Responsable en cine de dos filmes que sorprendieron, el primero «El fondo del mar», el segundo muy diferente, «Tiempo de valientes», que se arrimó al millón de espectadores, ama la lectura y la escritura, es responsable de formatos televisivos que serían comprados por media docena de países.

Más allá de las respuestas de Szifrón en la reunión con la prensa,  Télam pudo charlar con el cineasta acerca de cómo nació la idea de «Relatos salvajes», quien aseguró que «La crispación existe en la sociedad, pero es bastante general y la veo en muchos países, no solo e este».

En toda esta larga ausencia como director, seguiste trabajando para cine y TV pero en guiones, sin llegar a las grabaciones…

No paré un segundo con mi propia productora de contenidos, fueron años de muchísimo trabajo, donde me pude dar el gusto de escribir un montón de trabajos nuevos. En mis primeros seis años, dos películas y dos series, después estos ocho con proyectos todos desarrollados para hacer uno detrás del otro. Y el resultado es que a la hora de filmar este, me pude concentrar mucho más en la dirección, porque ya no tenía problemas que resolver de guión.

¿Que tienen de diferente el cine y la televisión?

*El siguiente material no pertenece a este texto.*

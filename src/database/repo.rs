use std::collections::BTreeSet;
use std::path::Path;
use std::time::Duration;

use rusqlite::{params, Connection, ErrorCode, OptionalExtension, Row, Transaction, TransactionBehavior};
use tracing::{debug, info};

use crate::database::models::{Artwork, ArtworkUpdate, NewArtwork};
use crate::database::schema::{DROP_ALL, SCHEMA};
use crate::database::tag_sync;
use crate::error::{CatalogError, Result};

const BUSY_TIMEOUT: Duration = Duration::from_secs(5);

const ARTWORK_COLUMNS: &str = "id, name, filepath, artist, tags, timestamp";

/// One connection to the catalog database. Every worker thread opens its own.
pub struct CatalogStore {
    conn: Connection,
}

impl CatalogStore {
    pub fn open(path: &Path) -> Result<Self> {
        if let Some(parent) = path.parent() {
            if !parent.as_os_str().is_empty() {
                std::fs::create_dir_all(parent).map_err(|e| CatalogError::io(parent, e))?;
            }
        }
        let conn = Connection::open(path)?;
        Self::init(conn)
    }

    pub fn open_in_memory() -> Result<Self> {
        Self::init(Connection::open_in_memory()?)
    }

    fn init(conn: Connection) -> Result<Self> {
        conn.busy_timeout(BUSY_TIMEOUT)?;
        conn.pragma_update_and_check(None, "journal_mode", "WAL", |row| row.get::<_, String>(0))?;
        conn.execute_batch(SCHEMA)?;
        Ok(Self { conn })
    }

    fn write_tx(&mut self) -> Result<Transaction<'_>> {
        Ok(self.conn.transaction_with_behavior(TransactionBehavior::Immediate)?)
    }

    /// Tags are normalized before they reach the cache or the tag table.
    pub fn create_artwork(&mut self, new: &NewArtwork) -> Result<i64> {
        let tag_set = tag_sync::normalize_tags(&new.tags)?;
        let tags = tag_sync::join_tags(&tag_set);
        let tx = self.write_tx()?;
        tx.execute(
            "INSERT INTO artworks (name, filepath, artist, tags) VALUES (?1, ?2, ?3, ?4)",
            params![new.name, new.filepath, new.artist, tags],
        )
        .map_err(|e| map_unique(e, &new.name, &new.filepath))?;
        let id = tx.last_insert_rowid();
        insert_tags(&tx, &tag_set)?;
        tx.commit()?;

        debug!(id, name = %new.name, "Inserted artwork");
        Ok(id)
    }

    pub fn update_artwork(&mut self, id: i64, update: &ArtworkUpdate) -> Result<()> {
        self.swap_artwork(id, update).map(|_| ())
    }

    /// Like `update_artwork`, but returns the row as it was before the update.
    pub fn swap_artwork(&mut self, id: i64, update: &ArtworkUpdate) -> Result<Artwork> {
        let tag_set = update.tags.as_ref().map(|set| tag_sync::normalize_tags(set)).transpose()?;
        let tx = self.write_tx()?;
        let current = fetch_artwork(&tx, id)?.ok_or_else(|| CatalogError::artwork_not_found(id))?;

        let name = update.name.as_deref().unwrap_or(&current.name);
        let filepath = update.filepath.as_deref().unwrap_or(&current.filepath);
        let artist = update.artist.as_deref().unwrap_or(&current.artist);
        let tags = match &tag_set {
            Some(set) => tag_sync::join_tags(set),
            None => current.tags.clone(),
        };

        tx.execute(
            "UPDATE artworks
             SET name = ?1, filepath = ?2, artist = ?3, tags = ?4, timestamp = CURRENT_TIMESTAMP
             WHERE id = ?5",
            params![name, filepath, artist, tags, id],
        )
        .map_err(|e| map_unique(e, name, filepath))?;
        if let Some(set) = &tag_set {
            insert_tags(&tx, set)?;
        }
        tx.commit()?;

        debug!(id, "Updated artwork");
        Ok(current)
    }

    /// Removes the row and hands back its file path so the caller can purge the blob.
    pub fn delete_artwork(&mut self, id: i64) -> Result<String> {
        let tx = self.write_tx()?;
        let filepath: String = tx
            .query_row("SELECT filepath FROM artworks WHERE id = ?1", params![id], |row| row.get(0))
            .optional()?
            .ok_or_else(|| CatalogError::artwork_not_found(id))?;
        tx.execute("DELETE FROM artworks WHERE id = ?1", params![id])?;
        tx.commit()?;
        Ok(filepath)
    }

    pub fn get_artwork(&self, id: i64) -> Result<Artwork> {
        fetch_artwork(&self.conn, id)?.ok_or_else(|| CatalogError::artwork_not_found(id))
    }

    pub fn find_by_name(&self, name: &str) -> Result<Option<Artwork>> {
        let sql = format!("SELECT {} FROM artworks WHERE name = ?1", ARTWORK_COLUMNS);
        Ok(self.conn.query_row(&sql, params![name], artwork_from_row).optional()?)
    }

    pub fn list_artworks(&self) -> Result<Vec<Artwork>> {
        let sql = format!("SELECT {} FROM artworks ORDER BY id", ARTWORK_COLUMNS);
        let mut stmt = self.conn.prepare(&sql)?;
        let rows = stmt.query_map([], artwork_from_row)?;
        Ok(rows.collect::<std::result::Result<_, _>>()?)
    }

    /// Idempotent: an existing tag is left alone.
    pub fn upsert_tag(&mut self, name: &str) -> Result<()> {
        let Some(tag) = tag_sync::normalize_tag(name)? else {
            return Ok(());
        };
        self.conn.execute("INSERT OR IGNORE INTO tags (name) VALUES (?1)", params![tag])?;
        Ok(())
    }

    pub fn list_tags(&self) -> Result<BTreeSet<String>> {
        let mut stmt = self.conn.prepare("SELECT name FROM tags")?;
        let rows = stmt.query_map([], |row| row.get::<_, String>(0))?;
        Ok(rows.collect::<std::result::Result<_, _>>()?)
    }

    /// Renames the canonical tag and rewrites every artwork cache in the same
    /// transaction.
    pub fn rename_tag(&mut self, old: &str, new: &str) -> Result<()> {
        let old = tag_sync::normalize_tag(old)?.ok_or_else(|| CatalogError::tag_not_found(old))?;
        let new = tag_sync::normalize_tag(new)?
            .ok_or_else(|| CatalogError::InvalidTag(new.to_string()))?;
        if old == new {
            return Ok(());
        }

        let tx = self.write_tx()?;
        if tag_exists(&tx, &new)? {
            return Err(CatalogError::DuplicateTag(new));
        }
        let changed = tx.execute("UPDATE tags SET name = ?1 WHERE name = ?2", params![new, old])?;
        if changed == 0 {
            return Err(CatalogError::tag_not_found(&old));
        }
        let rewritten = tag_sync::propagate_rename(&tx, &old, &new)?;
        tx.commit()?;

        info!(%old, %new, rewritten, "Renamed tag");
        Ok(())
    }

    /// Deletes the canonical tag and strips it from every artwork cache in the
    /// same transaction. Deleting an unknown tag still cleans stale caches.
    pub fn delete_tag(&mut self, name: &str) -> Result<()> {
        let Some(tag) = tag_sync::normalize_tag(name)? else {
            return Ok(());
        };

        let tx = self.write_tx()?;
        tx.execute("DELETE FROM tags WHERE name = ?1", params![tag])?;
        let rewritten = tag_sync::propagate_delete(&tx, &tag)?;
        tx.commit()?;

        info!(%tag, rewritten, "Deleted tag");
        Ok(())
    }

    /// Drops every row of both tables and recreates an empty schema.
    pub fn reset(&mut self) -> Result<()> {
        let tx = self.write_tx()?;
        tx.execute_batch(DROP_ALL)?;
        tx.execute_batch(SCHEMA)?;
        tx.commit()?;
        Ok(())
    }
}
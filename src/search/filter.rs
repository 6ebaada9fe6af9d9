//! Boolean substring search over catalog rows. No ranking: the match set is
//! returned in store order.

use crate::database::models::Artwork;
use crate::database::tag_sync;

/// Lower-cased, whitespace-separated search terms.
#[derive(Debug, Clone, Default, PartialEq, Eq)]
pub struct Query {
    terms: Vec<String>,
}

impl Query {
    pub fn parse(text: &str) -> Self {
        Self {
            terms: text.split_whitespace().map(str::to_lowercase).collect(),
        }
    }

    pub fn terms(&self) -> &[String] {
        &self.terms
    }

    pub fn is_empty(&self) -> bool {
        self.terms.is_empty()
    }

    /// Every term must occur in the name, the artist, or one of the tags.
    pub fn matches(&self, artwork: &Artwork) -> bool {
        if self.terms.is_empty() {
            return true;
        }
        let name = artwork.name.to_lowercase();
        let artist = artwork.artist.to_lowercase();
        let tags: Vec<String> = tag_sync::split_tags(&artwork.tags)
            .into_iter()
            .map(str::to_lowercase)
            .collect();

        self.terms.iter().all(|term| {
            name.contains(term.as_str())
                || artist.contains(term.as_str())
                || tags.iter().any(|tag| tag.contains(term.as_str()))
        })
    }
}

pub fn search(artworks: Vec<Artwork>, text: &str) -> Vec<Artwork> {
    let query = Query::parse(text);
    if query.is_empty() {
        return artworks;
    }
    artworks.into_iter().filter(|a| query.matches(a)).collect()
}
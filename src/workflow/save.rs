use std::collections::BTreeSet;
use std::path::{Path, PathBuf};

use tracing::{debug, info, warn};

use crate::database::models::{ArtworkUpdate, NewArtwork};
use crate::database::repo::CatalogStore;
use crate::error::{CatalogError, Result};
use crate::storage::blobs::BlobStore;

/// The artwork currently open in the UI.
#[derive(Debug, Clone, PartialEq, Eq)]
pub struct Selection {
    pub id: i64,
    pub name: String,
}

/// What a save should do to the catalog, fully resolved.
#[derive(Debug, Clone, Copy, PartialEq, Eq)]
pub enum SaveIntent {
    /// Insert a fresh row.
    New,
    /// No selection, but the name belongs to an existing row: replace it.
    Overwrite { id: i64 },
    /// Selected row saved under its own name.
    UpdateInPlace { id: i64 },
    /// Selected row saved under a new name, keeping its id.
    Rename { id: i64 },
    /// Selected row left alone; the image becomes a new row.
    SaveAsNew,
}

/// Operator's answer when the selected artwork is saved under a different name.
#[derive(Debug, Clone, Copy, PartialEq, Eq)]
pub enum RenameChoice {
    Rename,
    SaveAsNew,
    Cancel,
}

#[derive(Debug, Clone, PartialEq, Eq)]
pub enum SaveDecision {
    Resolved(SaveIntent),
    NeedsConfirmation {
        id: i64,
        current_name: String,
        candidate_name: String,
    },
}

impl SaveDecision {
    /// `None` means the operator cancelled.
    pub fn resolve(self, choice: RenameChoice) -> Option<SaveIntent> {
        match self {
            SaveDecision::Resolved(intent) => Some(intent),
            SaveDecision::NeedsConfirmation { id, .. } => match choice {
                RenameChoice::Rename => Some(SaveIntent::Rename { id }),
                RenameChoice::SaveAsNew => Some(SaveIntent::SaveAsNew),
                RenameChoice::Cancel => None,
            },
        }
    }
}

pub fn decide(store: &CatalogStore, selection: Option<&Selection>, name: &str) -> Result<SaveDecision> {
    let name = name.trim();
    if name.is_empty() {
        return Err(CatalogError::EmptyName);
    }

    let decision = match selection {
        None => match store.find_by_name(name)? {
            Some(existing) => SaveDecision::Resolved(SaveIntent::Overwrite { id: existing.id }),
            None => SaveDecision::Resolved(SaveIntent::New),
        },
        Some(sel) if sel.name == name => SaveDecision::Resolved(SaveIntent::UpdateInPlace { id: sel.id }),
        Some(sel) => SaveDecision::NeedsConfirmation {
            id: sel.id,
            current_name: sel.name.clone(),
            candidate_name: name.to_string(),
        },
    };
    Ok(decision)
}

#[derive(Debug, Clone)]
pub struct SaveRequest {
    pub image: Vec<u8>,
    pub name: String,
    pub artist: String,
    pub tags: BTreeSet<String>,
    pub intent: SaveIntent,
}

#[derive(Debug, Clone, PartialEq, Eq)]
pub struct SavedArtwork {
    pub id: i64,
    pub path: PathBuf,
}

/// Runs one save to completion: blob, thumbnail, row commit (tags are
/// upserted in the same transaction), then removal of the superseded blob.
///
/// A failure after the blob write leaves the new file orphaned; the catalog
/// itself is unchanged.
pub fn run_save(store: &mut CatalogStore, blobs: &BlobStore, request: &SaveRequest) -> Result<SavedArtwork> {
    let name = request.name.trim();
    if name.is_empty() {
        return Err(CatalogError::EmptyName);
    }
    let tags = request.tags.clone();
    let artist = request.artist.trim();

    debug!(name, intent = ?request.intent, "save: writing blob");
    let path = blobs.write_full(&request.image, name)?;

    debug!(path = %path.display(), "save: writing thumbnail");
    if let Err(e) = blobs.write_thumbnail(&request.image, &path) {
        warn!(path = %path.display(), "Leaving orphaned blob after failed save");
        return Err(e);
    }

    debug!("save: committing row");
    let filepath = path.to_string_lossy().to_string();
    let committed = match request.intent {
        SaveIntent::New | SaveIntent::SaveAsNew => {
            let new = NewArtwork {
                name: name.to_string(),
                artist: artist.to_string(),
                tags,
                filepath: filepath.clone(),
            };
            store.create_artwork(&new).map(|id| (id, None))
        }
        SaveIntent::Overwrite { id } | SaveIntent::UpdateInPlace { id } | SaveIntent::Rename { id } => {
            let rename = matches!(request.intent, SaveIntent::Rename { .. });
            replace_row(store, id, rename.then_some(name), artist, tags, &filepath)
                .map(|old| (id, Some(old)))
        }
    };
    let (id, superseded) = match committed {
        Ok(done) => done,
        Err(e) => {
            warn!(path = %path.display(), "Leaving orphaned blob after failed commit");
            return Err(e);
        }
    };

    if let Some(old) = superseded {
        purge_blob(blobs, Path::new(&old));
    }

    info!(id, name, path = %path.display(), "Saved artwork");
    Ok(SavedArtwork { id, path })
}

/// Points an existing row at the new blob. Returns the old file path.
fn replace_row(
    store: &mut CatalogStore,
    id: i64,
    new_name: Option<&str>,
    artist: &str,
    tags: BTreeSet<String>,
    filepath: &str,
) -> Result<String> {
    let update = ArtworkUpdate {
        name: new_name.map(str::to_string),
        artist: Some(artist.to_string()),
        tags: Some(tags),
        filepath: Some(filepath.to_string()),
    };
    let previous = store.swap_artwork(id, &update)?;
    Ok(previous.filepath)
}

/// Best-effort removal of a superseded or deleted blob and its thumbnail.
pub(crate) fn purge_blob(blobs: &BlobStore, full: &Path) {
    if let Err(e) = blobs.delete_full(full) {
        warn!(path = %full.display(), "Could not remove blob: {}", e);
    }
    if let Err(e) = blobs.delete_thumbnail(full) {
        warn!(path = %full.display(), "Could not remove thumbnail: {}", e);
    }
}
use std::path::{Path, PathBuf};

use walkdir::WalkDir;

use crate::error::{CatalogError, Result};
use crate::media::mimetype::ImageKind;

/// Lists the importable images directly inside `root`, sorted by file name.
///
/// Subdirectories, symlinks and files outside the extension whitelist are
/// skipped without comment.
pub fn scan_folder(root: &Path) -> Result<Vec<PathBuf>> {
    let walker = WalkDir::new(root)
        .min_depth(1)
        .max_depth(1)
        .sort_by_file_name();

    let mut accepted = Vec::new();
    for entry in walker {
        let entry = entry.map_err(|e| {
            let path = e.path().unwrap_or(root).to_path_buf();
            let source = e
                .into_io_error()
                .unwrap_or_else(|| std::io::Error::other("directory walk failed"));
            CatalogError::io(path, source)
        })?;
        if entry.file_type().is_file() && ImageKind::from_path(entry.path()).is_some() {
            accepted.push(entry.into_path());
        }
    }
    Ok(accepted)
}
//! Local art catalog: image blobs on disk indexed by a SQLite store with a
//! denormalized tag cache, plus background save and bulk-import workflows.

pub mod catalog;
pub mod database;
pub mod error;
pub mod ingest;
pub mod media;
pub mod search;
pub mod storage;
pub mod utils;
pub mod workflow;

pub use catalog::Catalog;
pub use database::models::Artwork;
pub use error::{CatalogError, Result};
pub use utils::config::CatalogConfig;
pub use workflow::{
    ImportReport, JobEvent, JobHandle, Progress, RenameChoice, SaveDecision, SaveIntent, SaveRequest,
    SavedArtwork, Selection,
};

En televisión siempre estaba acostumbrado a escribir el capítulo ocho mientras filmaba el cuatro, y la serie estaba por el seis. Siempre estaba con la mente muy ida, entre una cosa y la otra. Además, vivir eso simultaneidad era muy agotador.

¿Más allá de Quentin Tarantino en cine, que de alguna forma cuenta cuentos, te apasiona algún cuentista en particular, de los argentinos o extranjeros?

El cuento es un formato de literatura que me gusta y funciona, pero no podría decir que los míos sean borgianos o tengan alguna influencia. Pero si puedo asegurar que los cuentos me fascinan, esa idea de empezarlos y terminarlos en una noche.

¿Pero cuales fueron los que te pegaron fuerte?

En mi casa mi viejo estaba abonado a una antología del Círculo de Lectores, que dirigía un español, Agusti Barton, que estaban en series, relatos maestros del crimen, del misterio, del terror, y del suspenso, que fue cuando era muy chico y nos íbamos de vacaciones, después algunos de Salinger o de Capote.

Incluso hubo películas como «Cuentos asombrosos», que produjo Spielberg inspirado en la serie «La dimensión desconocida» que me dieron mucha felicidad. Recuerdo estar parado frente al afiche de «Cuentos…» y pensar en varias historias tipo «Gremlins». Me parecen propuestas muy atractivas y poderosas.

El trabajo fue agitado pero ya empezó a dar frutos…

Lo de Cannes fue espectacular y no esperábamos semejante recibimiento y críticas, como la de Le Figaro, y de muchos otros medios que apoyaron mi película, y nos permitieron que ya tenga asegurado su estreno en varios países, incluso en Estados Unidos.